■ **Exercise instructions**
The entries follow. Copy every line in which "external" appears.

___ The input

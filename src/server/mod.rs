//! HTTP surface
//!
//! Thin axum wiring over the core components. Route handlers stay small: the
//! interesting behavior lives in `history`, `probe`, and `relay`; everything
//! here is request parsing and response shaping.

pub mod files;
pub mod handlers;
pub mod settings;

use std::sync::Arc;

use axum::{
    Router,
    routing::{delete, get, post},
};
use tower_http::cors::CorsLayer;

use crate::config::DeckConfig;
use crate::history::log::MessageLog;
use crate::probe::AgentProbe;
use crate::relay::{AgentInvoker, ChatRelay};

/// Shared application state passed to axum handlers
#[derive(Clone)]
pub struct AppState {
    /// Service configuration
    pub config: Arc<DeckConfig>,
    /// The history log
    pub log: Arc<MessageLog>,
    /// Agent liveness probe
    pub probe: Arc<dyn AgentProbe>,
    /// Chat relay
    pub relay: Arc<ChatRelay>,
}

impl AppState {
    /// Build the full component graph from a configuration and the two
    /// swappable seams (probe and invoker).
    pub fn new(
        config: DeckConfig,
        probe: Arc<dyn AgentProbe>,
        invoker: Arc<dyn AgentInvoker>,
    ) -> Self {
        let config = Arc::new(config);
        let log = Arc::new(MessageLog::new(config.history_path()));
        let relay = Arc::new(ChatRelay::new(
            Arc::clone(&log),
            Arc::clone(&probe),
            invoker,
            config.files_root.to_string_lossy().into_owned(),
            config.invoke_timeout.as_secs(),
        ));

        Self {
            config,
            log,
            probe,
            relay,
        }
    }
}

/// Build the axum router with all routes
pub fn build_router(state: AppState) -> Router {
    Router::new()
        .route("/api/health", get(handlers::health))
        .route("/api/status", get(handlers::status))
        .route("/api/history", get(handlers::history))
        .route(
            "/api/sessions/{session_id}",
            get(handlers::get_session)
                .patch(handlers::rename_session)
                .delete(handlers::delete_session),
        )
        .route(
            "/api/sessions/{session_id}/messages",
            get(handlers::session_messages),
        )
        .route("/api/chat", post(handlers::chat))
        .route("/api/agents", get(settings::agents))
        .route("/api/permissions", get(settings::permissions))
        .route("/api/mcp", get(settings::mcp_list))
        .route("/api/mcp/{name}", get(settings::mcp_get))
        .route("/api/mcp/{name}/toggle", post(settings::mcp_toggle))
        .route("/api/todos", get(settings::todos))
        .route("/api/execute", post(settings::execute))
        .route("/api/files/browse", get(files::browse))
        .route("/api/files/read", get(files::read_file))
        .route("/api/files/write", post(files::write_file))
        .route("/api/files/delete", delete(files::delete_file))
        .with_state(state)
        .layer(CorsLayer::permissive())
}

/// Handle returned by [`start`], keeping the serve task alive
pub struct ServerHandle {
    /// Bound port (useful with port 0)
    pub port: u16,
    server: tokio::task::JoinHandle<()>,
}

impl ServerHandle {
    /// Wait for the serve task to finish (it normally never does)
    pub async fn wait(self) {
        let _ = self.server.await;
    }
}

/// Bind the configured port and start serving in a background task
pub async fn start(state: AppState) -> std::io::Result<ServerHandle> {
    let port = state.config.port;
    let router = build_router(state);

    let listener = tokio::net::TcpListener::bind(("0.0.0.0", port)).await?;
    let local_addr = listener.local_addr()?;
    log::info!("agentdeck listening on http://{local_addr}");

    let server = tokio::spawn(async move {
        axum::serve(listener, router).await.ok();
    });

    Ok(ServerHandle {
        port: local_addr.port(),
        server,
    })
}
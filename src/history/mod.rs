//! Session history: the append-only message log and its derived views

pub mod log;
pub mod record;
pub mod sessions;

pub use log::MessageLog;
pub use record::{MessageRecord, PastedContent, Role};
pub use sessions::{
    MessagePage, SessionDetail, SessionMessage, SessionSummary, list_sessions, page_messages,
    session_detail,
};
//! Agent liveness probing
//!
//! Best-effort detection of the external agent process by scanning the OS
//! process table. Free-form `ps` parsing is inherently racy and
//! platform-dependent, so it lives behind the [`AgentProbe`] trait where it
//! can be swapped for a real health check without touching the relay.

use async_trait::async_trait;
use serde::Serialize;
use tokio::process::Command;

/// Snapshot of the agent process as seen in the process table
#[derive(Debug, Clone, Default, PartialEq, Serialize)]
pub struct AgentStatus {
    /// Whether a matching process was found
    pub running: bool,
    /// PID of the first match
    #[serde(skip_serializing_if = "Option::is_none")]
    pub pid: Option<u32>,
    /// CPU usage percentage of the first match
    #[serde(skip_serializing_if = "Option::is_none")]
    pub cpu_percent: Option<f32>,
    /// Memory usage percentage of the first match
    #[serde(skip_serializing_if = "Option::is_none")]
    pub mem_percent: Option<f32>,
    /// Accumulated CPU time column, verbatim
    #[serde(skip_serializing_if = "Option::is_none")]
    pub cpu_time: Option<String>,
}

impl AgentStatus {
    /// Status representing "no agent process found"
    #[must_use]
    pub fn stopped() -> Self {
        Self::default()
    }
}

/// Liveness probe for the external agent process
///
/// `check_status` never fails: every probe error reads as "not running".
/// This is acceptable for a status indicator, not for correctness-critical
/// control.
#[async_trait]
pub trait AgentProbe: Send + Sync {
    /// Detect whether the agent is running and extract basic metrics
    async fn check_status(&self) -> AgentStatus;
}

/// Probe that scans `ps aux` output for the agent process name
pub struct ProcessTableProbe {
    process_name: String,
}

impl ProcessTableProbe {
    /// Create a probe matching the given process name (case-insensitive
    /// substring match)
    pub fn new(process_name: impl Into<String>) -> Self {
        Self {
            process_name: process_name.into(),
        }
    }
}

#[async_trait]
impl AgentProbe for ProcessTableProbe {
    async fn check_status(&self) -> AgentStatus {
        let output = match Command::new("ps").arg("aux").output().await {
            Ok(output) if output.status.success() => output,
            Ok(_) | Err(_) => {
                log::debug!("ps probe unavailable, reporting agent as stopped");
                return AgentStatus::stopped();
            }
        };

        let table = String::from_utf8_lossy(&output.stdout);
        parse_process_table(&table, &self.process_name, std::process::id())
    }
}

/// Parse `ps aux` output: USER PID %CPU %MEM VSZ RSS TTY STAT START TIME COMMAND
fn parse_process_table(table: &str, process_name: &str, own_pid: u32) -> AgentStatus {
    let needle = process_name.to_lowercase();

    for line in table.lines().skip(1) {
        if !line.to_lowercase().contains(&needle) {
            continue;
        }

        let columns: Vec<&str> = line.split_whitespace().collect();
        if columns.len() < 10 {
            continue;
        }

        let pid = columns[1].parse::<u32>().ok();
        // The dashboard's own process may match the name; skip it.
        if pid == Some(own_pid) {
            continue;
        }

        return AgentStatus {
            running: true,
            pid,
            cpu_percent: columns[2].parse().ok(),
            mem_percent: columns[3].parse().ok(),
            cpu_time: Some(columns[9].to_string()),
        };
    }

    AgentStatus::stopped()
}
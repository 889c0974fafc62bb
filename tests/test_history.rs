//! Integration tests for the append-only history log

use agentdeck::{DeckError, MessageLog, MessageRecord, list_sessions};

fn log_in(dir: &tempfile::TempDir) -> MessageLog {
    MessageLog::new(dir.path().join("history.jsonl"))
}

fn record(session: &str, body: &str, timestamp: i64) -> MessageRecord {
    let mut record = MessageRecord::user(session, body, "/work");
    record.timestamp = timestamp;
    record
}

#[tokio::test]
async fn append_then_read_round_trips() {
    let dir = tempfile::tempdir().unwrap();
    let log = log_in(&dir);

    let mut original = MessageRecord::user("s1", "hello\nworld \u{4f60}\u{597d} \u{1f680}", "/work");
    original.timestamp = 42;
    log.append(&original).await.unwrap();

    let records = log.read_all().await.unwrap();
    assert_eq!(records, vec![original]);
}

#[tokio::test]
async fn append_creates_file_and_parent_directory() {
    let dir = tempfile::tempdir().unwrap();
    let path = dir.path().join("nested/deeper/history.jsonl");
    let log = MessageLog::new(&path);

    log.append(&record("s1", "hi", 1)).await.unwrap();
    assert!(path.exists());
}

#[tokio::test]
async fn missing_file_reads_as_empty() {
    let dir = tempfile::tempdir().unwrap();
    let log = log_in(&dir);
    assert!(log.read_all().await.unwrap().is_empty());
}

#[tokio::test]
async fn corrupt_line_fails_the_whole_read() {
    let dir = tempfile::tempdir().unwrap();
    let log = log_in(&dir);
    log.append(&record("s1", "fine", 1)).await.unwrap();

    std::fs::write(
        log.path(),
        format!(
            "{}\nnot json at all\n",
            std::fs::read_to_string(log.path()).unwrap().trim_end()
        ),
    )
    .unwrap();

    match log.read_all().await.unwrap_err() {
        DeckError::CorruptRecord { line, .. } => assert_eq!(line, 2),
        other => panic!("unexpected error: {other:?}"),
    }
}

#[tokio::test]
async fn blank_lines_are_ignored() {
    let dir = tempfile::tempdir().unwrap();
    let log = log_in(&dir);
    log.append(&record("s1", "a", 1)).await.unwrap();

    let mut raw = std::fs::read_to_string(log.path()).unwrap();
    raw.push('\n');
    raw.push('\n');
    std::fs::write(log.path(), raw).unwrap();

    assert_eq!(log.read_all().await.unwrap().len(), 1);
}

#[tokio::test]
async fn delete_session_removes_only_matching_records() {
    let dir = tempfile::tempdir().unwrap();
    let log = log_in(&dir);
    log.append(&record("keep", "one", 1)).await.unwrap();
    log.append(&record("drop", "two", 2)).await.unwrap();
    log.append(&record("keep", "three", 3)).await.unwrap();
    log.append(&record("drop", "four", 4)).await.unwrap();

    let removed = log.delete_session("drop").await.unwrap();
    assert_eq!(removed, 2);

    let records = log.read_all().await.unwrap();
    let bodies: Vec<&str> = records.iter().map(|r| r.body()).collect();
    assert_eq!(bodies, ["one", "three"]);
}

#[tokio::test]
async fn delete_rewrite_keeps_trailing_newline_only_when_nonempty() {
    let dir = tempfile::tempdir().unwrap();
    let log = log_in(&dir);
    log.append(&record("a", "one", 1)).await.unwrap();
    log.append(&record("b", "two", 2)).await.unwrap();

    log.delete_session("a").await.unwrap();
    let raw = std::fs::read_to_string(log.path()).unwrap();
    assert!(raw.ends_with('\n'));
    assert_eq!(raw.matches('\n').count(), 1);

    log.delete_session("b").await.unwrap();
    let raw = std::fs::read_to_string(log.path()).unwrap();
    assert!(raw.is_empty());
}

#[tokio::test]
async fn delete_without_log_file_is_not_found() {
    let dir = tempfile::tempdir().unwrap();
    let log = log_in(&dir);
    assert!(matches!(
        log.delete_session("any").await.unwrap_err(),
        DeckError::NotFound(_)
    ));
}

#[tokio::test]
async fn appends_after_delete_survive() {
    let dir = tempfile::tempdir().unwrap();
    let log = log_in(&dir);
    log.append(&record("a", "one", 1)).await.unwrap();
    log.delete_session("a").await.unwrap();
    log.append(&record("b", "two", 2)).await.unwrap();

    let records = log.read_all().await.unwrap();
    assert_eq!(records.len(), 1);
    assert_eq!(records[0].session(), "b");
}

#[tokio::test]
async fn aggregation_matches_log_contents() {
    let dir = tempfile::tempdir().unwrap();
    let log = log_in(&dir);
    log.append(&record("s1", "first", 100)).await.unwrap();
    log.append(&record("s2", "other", 150)).await.unwrap();
    log.append(&record("s1", "followup", 200)).await.unwrap();

    let records = log.read_all().await.unwrap();
    let sessions = list_sessions(&records);

    assert_eq!(sessions.len(), 2);
    assert_eq!(sessions[0].id, "s1");
    assert_eq!(sessions[1].id, "s2");
    let total: usize = sessions.iter().map(|s| s.message_count).sum();
    assert_eq!(total, records.len());
}

#[tokio::test]
async fn concurrent_appends_all_land() {
    let dir = tempfile::tempdir().unwrap();
    let log = std::sync::Arc::new(log_in(&dir));

    let mut handles = Vec::new();
    for i in 0..20i64 {
        let log = std::sync::Arc::clone(&log);
        handles.push(tokio::spawn(async move {
            log.append(&record("s", &format!("msg {i}"), i)).await
        }));
    }
    for handle in handles {
        handle.await.unwrap().unwrap();
    }

    assert_eq!(log.read_all().await.unwrap().len(), 20);
}
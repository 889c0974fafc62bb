// Dashboard service binary.
//
// Wires the concrete probe and invoker into the component graph and serves
// the HTTP surface until interrupted.

use std::sync::Arc;

use anyhow::Result;

use agentdeck::probe::ProcessTableProbe;
use agentdeck::relay::{AgentInvoker, CliInvoker};
use agentdeck::server::{self, AppState};
use agentdeck::{AgentProbe, DeckConfig};

#[tokio::main]
async fn main() -> Result<()> {
    env_logger::init();

    let config = DeckConfig::from_env();
    log::info!(
        "agentdeck {} starting (history: {})",
        agentdeck::VERSION,
        config.history_path().display()
    );

    let probe: Arc<dyn AgentProbe> = Arc::new(ProcessTableProbe::new(&config.agent_command));
    let invoker: Arc<dyn AgentInvoker> = Arc::new(CliInvoker::new(
        &config.agent_command,
        config.files_root.clone(),
        config.invoke_timeout,
        config.max_output_bytes,
    ));

    let state = AppState::new(config, probe, invoker);
    let handle = server::start(state).await?;
    handle.wait().await;

    Ok(())
}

______

■ **Answer to this problem**
//! Best-effort detection of the external agent process by scanning the OS
/// Liveness probe for the external agent process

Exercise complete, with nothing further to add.